//! End-to-end worker scenarios on the in-process stream broker.

#![allow(clippy::unwrap_used, clippy::expect_used)] // Test code can use unwrap/expect

mod common;

use common::{Harness, ticket};
use courier_core::broker::{Publisher, Subscriber, Subscription};
use courier_core::correlation::CORRELATION_ID_KEY;
use courier_core::message::Message;
use courier_runtime::router::{DEAD_LETTER_REASON_KEY, DEAD_LETTER_TOPIC_KEY};
use courier_testing::helpers::wait_until;
use futures::StreamExt;
use std::time::Duration;
use tickets::clients::IssueReceiptRequest;
use tickets::events::{
    ORDER_CONFIRMED, OrderConfirmed, PAYMENT_COMPLETED, PaymentCompleted, Price, TicketEvent,
    TicketStatus,
};
use tickets::handlers::{TICKETS_TO_PRINT, TICKETS_TO_REFUND};
use tickets::worker::{ISSUE_RECEIPT_TOPIC, Task, WorkerConfig};

const WAIT: Duration = Duration::from_secs(30);

fn ten_dollars() -> Price {
    Price {
        amount: "10.00".to_string(),
        currency: "USD".to_string(),
    }
}

/// Read the next message of `topic` through a fresh probe group.
async fn first_message_on(harness: &Harness, topic: &str) -> Message {
    let mut stream = harness
        .broker
        .subscribe(&Subscription::new(topic, "test-probe"))
        .await
        .unwrap();
    let delivery = tokio::time::timeout(WAIT, stream.next())
        .await
        .expect("no message on topic")
        .expect("stream ended");
    let message = delivery.message().clone();
    delivery.ack();
    message
}

#[tokio::test(start_paused = true)]
async fn confirmed_booking_issues_receipt_and_prints() {
    let harness = Harness::start(WorkerConfig::default()).await;

    harness
        .sender
        .publish_booking(&ticket("T1", TicketStatus::Confirmed), "corr-1")
        .await
        .unwrap();

    let gateway = harness.gateway.clone();
    assert!(wait_until(WAIT, || gateway.issued_receipts().len() == 1 && gateway.rows().len() == 1).await);

    assert_eq!(
        gateway.issued_receipts(),
        vec![IssueReceiptRequest {
            ticket_id: "T1".to_string(),
            price: ten_dollars(),
        }]
    );
    let (sheet, row) = gateway.rows()[0].request.clone();
    assert_eq!(sheet, TICKETS_TO_PRINT);
    assert_eq!(row, vec!["T1", "t1@example.com", "10.00", "USD"]);

    harness.stop().await;
}

#[tokio::test(start_paused = true)]
async fn canceled_booking_goes_to_refund_sheet_without_receipt() {
    let harness = Harness::start(WorkerConfig::default()).await;

    harness
        .sender
        .publish_booking(&ticket("T2", TicketStatus::Canceled), "corr-2")
        .await
        .unwrap();

    let gateway = harness.gateway.clone();
    assert!(wait_until(WAIT, || gateway.rows().len() == 1).await);
    assert_eq!(gateway.rows()[0].request.0, TICKETS_TO_REFUND);

    // Give a stray receipt every chance to show up.
    tokio::time::sleep(Duration::from_secs(1)).await;
    assert!(gateway.receipts().is_empty());

    harness.stop().await;
}

#[tokio::test(start_paused = true)]
async fn tasks_sent_directly_are_processed_once_each() {
    let harness = Harness::start(WorkerConfig::default()).await;
    let event = TicketEvent::new(&ticket("T3", TicketStatus::Confirmed), "corr-3");

    harness.sender.send(Task::IssueReceipt, &event).await.unwrap();
    harness.sender.send(Task::AppendToTracker, &event).await.unwrap();

    let gateway = harness.gateway.clone();
    assert!(wait_until(WAIT, || gateway.issued_receipts().len() == 1 && gateway.rows().len() == 1).await);
    tokio::time::sleep(Duration::from_secs(1)).await;
    assert_eq!(gateway.receipts().len(), 1);
    assert_eq!(gateway.rows().len(), 1);

    harness.stop().await;
}

#[tokio::test(start_paused = true)]
async fn flaky_receipts_service_is_retried_with_backoff() {
    let harness = Harness::start(WorkerConfig::default()).await;
    harness.gateway.fail_receipts(2);
    let event = TicketEvent::new(&ticket("T4", TicketStatus::Confirmed), "corr-4");

    harness.sender.send(Task::IssueReceipt, &event).await.unwrap();

    let gateway = harness.gateway.clone();
    assert!(wait_until(WAIT, || gateway.issued_receipts().len() == 1).await);

    let calls = gateway.receipts();
    assert_eq!(calls.len(), 3);
    assert!(calls[1].at - calls[0].at >= Duration::from_millis(100));
    assert!(calls[2].at - calls[1].at >= Duration::from_millis(200));

    let sub = Subscription::new(ISSUE_RECEIPT_TOPIC, "issue-receipt");
    let broker = harness.broker.clone();
    assert!(wait_until(WAIT, || broker.stats(&sub).acked == 1).await);
    assert_eq!(broker.stats(&sub).nacked, 0);

    harness.stop().await;
}

#[tokio::test(start_paused = true)]
async fn correlation_id_reaches_the_clients() {
    let harness = Harness::start(WorkerConfig::default()).await;

    harness
        .sender
        .publish_booking(&ticket("T5", TicketStatus::Confirmed), "corr-5")
        .await
        .unwrap();

    let gateway = harness.gateway.clone();
    assert!(wait_until(WAIT, || gateway.issued_receipts().len() == 1 && gateway.rows().len() == 1).await);
    assert_eq!(gateway.receipts()[0].correlation_id.as_deref(), Some("corr-5"));
    assert_eq!(gateway.rows()[0].correlation_id.as_deref(), Some("corr-5"));

    harness.stop().await;
}

#[tokio::test(start_paused = true)]
async fn missing_correlation_id_is_generated() {
    let harness = Harness::start(WorkerConfig::default()).await;
    let event = TicketEvent::new(&ticket("T6", TicketStatus::Confirmed), "");

    harness.sender.send(Task::IssueReceipt, &event).await.unwrap();

    let gateway = harness.gateway.clone();
    assert!(wait_until(WAIT, || gateway.issued_receipts().len() == 1).await);
    let correlation_id = gateway.receipts()[0].correlation_id.clone().unwrap();
    assert!(!correlation_id.is_empty());

    harness.stop().await;
}

#[tokio::test(start_paused = true)]
async fn malformed_task_is_dead_lettered_and_the_next_one_processed() {
    let harness = Harness::start(WorkerConfig::default()).await;

    let malformed = Message::new(b"not json".to_vec()).with_metadata(CORRELATION_ID_KEY, "corr-7");
    harness
        .broker
        .publish(ISSUE_RECEIPT_TOPIC, malformed.clone())
        .await
        .unwrap();

    let dead = first_message_on(&harness, "dead-letter").await;
    assert_eq!(dead.payload(), malformed.payload());
    assert_eq!(dead.correlation_id(), Some("corr-7"));
    assert_eq!(dead.metadata_value(DEAD_LETTER_TOPIC_KEY), Some(ISSUE_RECEIPT_TOPIC));
    assert!(dead.metadata_value(DEAD_LETTER_REASON_KEY).is_some());
    assert!(harness.gateway.receipts().is_empty());

    let event = TicketEvent::new(&ticket("T7", TicketStatus::Confirmed), "corr-8");
    harness.sender.send(Task::IssueReceipt, &event).await.unwrap();
    let gateway = harness.gateway.clone();
    assert!(wait_until(WAIT, || gateway.issued_receipts().len() == 1).await);

    harness.stop().await;
}

#[tokio::test(start_paused = true)]
async fn completed_payment_confirms_the_order() {
    let harness = Harness::start(WorkerConfig::default()).await;

    let payment = PaymentCompleted {
        payment_id: "P1".to_string(),
        order_id: "O1".to_string(),
        completed_at: "2024-05-01T10:00:00Z".to_string(),
    };
    let message = Message::new(serde_json::to_vec(&payment).unwrap())
        .with_metadata(CORRELATION_ID_KEY, "corr-9");
    harness.broker.publish(PAYMENT_COMPLETED, message).await.unwrap();

    let confirmed = first_message_on(&harness, ORDER_CONFIRMED).await;
    let order: OrderConfirmed = serde_json::from_slice(confirmed.payload()).unwrap();
    assert_eq!(order.order_id, "O1");
    assert_eq!(order.confirmed_at, "2024-05-01T10:00:00Z");
    assert_eq!(confirmed.correlation_id(), Some("corr-9"));

    harness.stop().await;
}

----------

→ Prompt:
Your reply is to repeat, unchanged, the lines above running from the one with "use courier_core::correlation::CORRELATION_ID_KEY;" up to and including the one with "use tickets::clients::IssueReceiptRequest;".

→ Output for this task:
use courier_core::correlation::CORRELATION_ID_KEY;
use courier_core::message::Message;
use courier_runtime::router::{DEAD_LETTER_REASON_KEY, DEAD_LETTER_TOPIC_KEY};
use courier_testing::helpers::wait_until;
use futures::StreamExt;
use std::time::Duration;
use tickets::clients::IssueReceiptRequest;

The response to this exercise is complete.